Contrasted with Hispanic or Latino, “Latinx” is a relatively recent construct implemented by those in the U.S. who are pushing for gender neutral phrases and pronouns. The “x” is considered a rejection of the masculine “o” ending in “Latino,” as well as an embrace of the LGBTQ community as a gender-free adjective. Much like its inspiration, “womxn,” it has little basis in linguistics — “x” flies in the face of the gendered grammatical structure of the Spanish language, to the uproar of native speakers — and has been more of a political word pushed by those on the left. 

Among those surveyed, only 3 percent say they identify as and use the term. This was higher among younger Hispanics (ages 18 to 29), of which 7 percent used Latinx. Among all other age groups, no more than 2 percent said they embraced the term. 

Recognition of the term itself was higher across the board, but only 23 percent of Hispanics said they had heard the term. Younger Hispanics again said they recognized the term the most, at 42 percent. However, there was a sharp drop-off for those older than 30, to 19 percent or less. By the time you get to those older than 65, only 7 percent have heard the word. 

The massive age divide is apparent however you look at the data. Those aged 18 to 29 overwhelmingly are more familiar with the word and use the term more often than even those 30 and older. This speaks to a larger trend in the data that suggests those most assimilated with American culture are more familiar with the term and more likely to use it.

U.S.-born Hispanics have heard the term more than foreign-born Hispanics two to one (32 percent to 16 percent). Those with college educations have heard and identified by the term far more than those with just a high school education. Most drastic is the contrast between English-speaking and bilingual Hispanics and Spanish-speaking Hispanics: 29 percent each for the first two groups to 7 percent. 

Yet even for the greater prevalence of the term Latinx among college-educated, young, English-speaking Hispanics, the word is still rarely used. Those who have heard of the word and/or use it are consistently in a small minority no matter the demographic breakdown. Simply put, Hispanics across the board have not adopted this word as a classification of their culture and heritage.

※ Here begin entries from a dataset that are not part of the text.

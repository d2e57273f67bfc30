use std::sync::Arc;

use tracing::info;
use url::Url;

use crate::clock::Clock;
use crate::error::{ReplayError, Result};
use crate::log_store::{CapturedRequest, HeaderValues, RequestLog};

/// Capture-side bookkeeping for an intercepting proxy.
///
/// The proxy hands every request it sees to [`Recorder::record`]; requests
/// whose host passes the whitelist are stamped with the recorder clock's
/// current tick and appended to the log. The clock starts with the first
/// recorded request, so the session's first request lands near tick 0.
pub struct Recorder {
    log: RequestLog,
    clock: Arc<dyn Clock>,
    whitelist: Vec<String>,
}

impl Recorder {
    pub fn new(log: RequestLog, clock: Arc<dyn Clock>) -> Self {
        Self {
            log,
            clock,
            whitelist: Vec::new(),
        }
    }

    /// Comma separated host fragments. Empty entries are ignored and an
    /// empty whitelist records everything.
    pub fn with_whitelist(mut self, hosts: &str) -> Self {
        self.whitelist = hosts
            .split(',')
            .map(str::trim)
            .filter(|host| !host.is_empty())
            .map(str::to_string)
            .collect();
        self
    }

    pub fn log(&self) -> &RequestLog {
        &self.log
    }

    pub fn should_record(&self, url: &str) -> Result<bool> {
        if self.whitelist.is_empty() {
            return Ok(true);
        }
        let parsed = Url::parse(url).map_err(|e| ReplayError::InvalidUrl(format!("{url}: {e}")))?;
        let host = parsed.host_str().unwrap_or("");
        Ok(self.whitelist.iter().any(|allowed| host.contains(allowed.as_str())))
    }

    /// Appends the request if it should be recorded. An append failure is
    /// returned as is; losing captured traffic silently is not an option.
    pub fn record(
        &self,
        method: &str,
        url: &str,
        header: HeaderValues,
        body: String,
    ) -> Result<Option<CapturedRequest>> {
        if !self.should_record(url)? {
            return Ok(None);
        }

        self.clock.start();
        let request = CapturedRequest {
            time: self.clock.current(),
            url: url.to_string(),
            method: method.to_string(),
            header,
            body,
        };
        self.log.append(&request)?;
        info!("{} {}", request.method, request.url);

        Ok(Some(request))
    }
}

impl Drop for Recorder {
    fn drop(&mut self) {
        self.clock.stop();
    }
}
use argon2::{
    password_hash::{rand_core::OsRng, Error as HashError, PasswordHasher, SaltString},
    Algorithm, Argon2, Params, Version,
};
use thiserror::Error;

#[derive(Error, Debug)]
pub enum CryptoError {
    #[error("Argon2 error: {0}")]
    Argon2(#[from] HashError),
    #[error("Argon2 params error: {0}")]
    Params(#[from] argon2::Error),
}

/// Argon2id cost bundle. Memory is in KiB.
#[derive(Clone, Copy, Debug, PartialEq, Eq)]
pub struct CostProfile {
    pub m_cost_kib: u32,
    pub t_cost: u32,
    pub p_cost: u32,
}

impl CostProfile {
    /// RFC 9106 second recommended option ("low-memory"):
    /// 64 MiB, 3 passes, 4 lanes.
    pub const RFC9106_LOW_MEMORY: CostProfile = CostProfile {
        m_cost_kib: 64 * 1024,
        t_cost: 3,
        p_cost: 4,
    };
}

pub struct Argon2Context {
    params: Params,
    profile: CostProfile,
}

impl Default for Argon2Context {
    fn default() -> Self {
        // The RFC 9106 low-memory profile is valid by construction.
        Self::with_profile(CostProfile::RFC9106_LOW_MEMORY).unwrap()
    }
}

impl Argon2Context {
    pub fn new(memory_cost_kib: u32, time_cost: u32, parallelism: u32) -> Result<Self, CryptoError> {
        Self::with_profile(CostProfile {
            m_cost_kib: memory_cost_kib,
            t_cost: time_cost,
            p_cost: parallelism,
        })
    }

    pub fn with_profile(profile: CostProfile) -> Result<Self, CryptoError> {
        let params = Params::new(
            profile.m_cost_kib,
            profile.t_cost,
            profile.p_cost,
            Some(Params::DEFAULT_OUTPUT_LEN),
        )
        .map_err(CryptoError::Params)?;
        Ok(Self { params, profile })
    }

    pub fn profile(&self) -> CostProfile {
        self.profile
    }

    /// Hashes `password` with a fresh random salt and returns the full
    /// PHC-encoded string (`$argon2id$v=19$m=...,t=...,p=...$salt$digest`).
    pub fn hash_encoded(&self, password: &[u8]) -> Result<String, CryptoError> {
        let argon2 = Argon2::new(Algorithm::Argon2id, Version::V0x13, self.params.clone());

        let salt = SaltString::generate(&mut OsRng);
        let password_hash = argon2
            .hash_password(password, &salt)
            .map_err(CryptoError::Argon2)?;

        Ok(password_hash.to_string())
    }
}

While Latinx may be rejected now, the use of Latinx is trending upwards. Since 2016, the search proportions of the word have greatly increased. It remains searched well below Latina, Latino, and Hispanic, but Latinx is growing in popularity as a term as more people become familiar with it. Fifty percent of Hispanics ages 18 to 29 have heard the term, and the average age of familiarity with it is 29 years old. 

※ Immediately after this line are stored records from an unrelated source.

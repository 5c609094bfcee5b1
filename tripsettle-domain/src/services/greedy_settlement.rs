use crate::{
    model::{PersonBalance, Residual, Settlement, Transfer},
    services::settlement_rounding::{is_settled, round2},
};

/// Greedy cash-flow matching between the largest debtor and the largest
/// creditor.
///
/// This is a heuristic: it emits at most `creditors + debtors - 1` transfers
/// but does not search for the minimum.
pub struct GreedySettler;

struct Position<'a> {
    balance: &'a PersonBalance,
    net: f64,
}

impl GreedySettler {
    pub fn settle(&self, nets: &[PersonBalance]) -> Settlement {
        let mut creditors: Vec<Position<'_>> = nets
            .iter()
            .filter(|balance| balance.net > 0.0)
            .map(|balance| Position {
                balance,
                net: balance.net,
            })
            .collect();
        let mut debtors: Vec<Position<'_>> = nets
            .iter()
            .filter(|balance| balance.net < 0.0)
            .map(|balance| Position {
                balance,
                net: balance.net,
            })
            .collect();

        // Stable sorts: equal nets keep their input order.
        creditors.sort_by(|a, b| b.net.total_cmp(&a.net));
        debtors.sort_by(|a, b| a.net.total_cmp(&b.net));

        let mut transfers = Vec::with_capacity((creditors.len() + debtors.len()).saturating_sub(1));
        let (mut c, mut d) = (0, 0);

        while d < debtors.len() && c < creditors.len() {
            let owe = -debtors[d].net;
            let receive = creditors[c].net;
            let pay = round2(owe.min(receive));

            let debtor = debtors[d].balance;
            let creditor = creditors[c].balance;
            tracing::trace!(
                from = %debtor.id,
                to = %creditor.id,
                amount = pay,
                "Settlement transfer emitted"
            );
            transfers.push(Transfer {
                from: debtor.id.clone(),
                to: creditor.id.clone(),
                from_name: debtor.name.clone(),
                to_name: creditor.name.clone(),
                amount: pay,
            });

            debtors[d].net = round2(debtors[d].net + pay);
            creditors[c].net = round2(creditors[c].net - pay);

            let debtor_done = is_settled(debtors[d].net);
            let creditor_done = is_settled(creditors[c].net);
            if debtor_done {
                d += 1;
            }
            if creditor_done {
                c += 1;
            }

            if !debtor_done && !creditor_done {
                tracing::error!(
                    debtor = %debtor.id,
                    creditor = %creditor.id,
                    debtor_net = debtors[d].net,
                    creditor_net = creditors[c].net,
                    pay,
                    "Greedy settlement made no progress; advancing the smaller side"
                );
                if owe <= receive {
                    d += 1;
                } else {
                    c += 1;
                }
            }
        }

        let residuals: Vec<Residual> = debtors[d..]
            .iter()
            .chain(&creditors[c..])
            .filter(|position| !is_settled(position.net))
            .map(|position| Residual {
                id: position.balance.id.clone(),
                name: position.balance.name.clone(),
                amount: position.net,
            })
            .collect();

        if !residuals.is_empty() {
            let unsettled_total: f64 = residuals.iter().map(|residual| residual.amount).sum();
            tracing::warn!(
                residual_count = residuals.len(),
                unsettled_total,
                transfer_count = transfers.len(),
                "Greedy settlement left unmatched balances"
            );
        }

        Settlement {
            transfers,
            residuals,
        }
    }
}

Familiarity and openness with Latinx has come most from young, college-aged Hispanics striving to fit in. And while currently 65 percent of Hispanics do not believe they should be identified as Latinx, much of that opposition comes from older generations. As more of these young students go to school to achieve the American dream, they are also being encouraged to embrace terms like this one put forth by the left. Give it another generation that goes through the U.S. collegiate system, and the poll results may well look very different.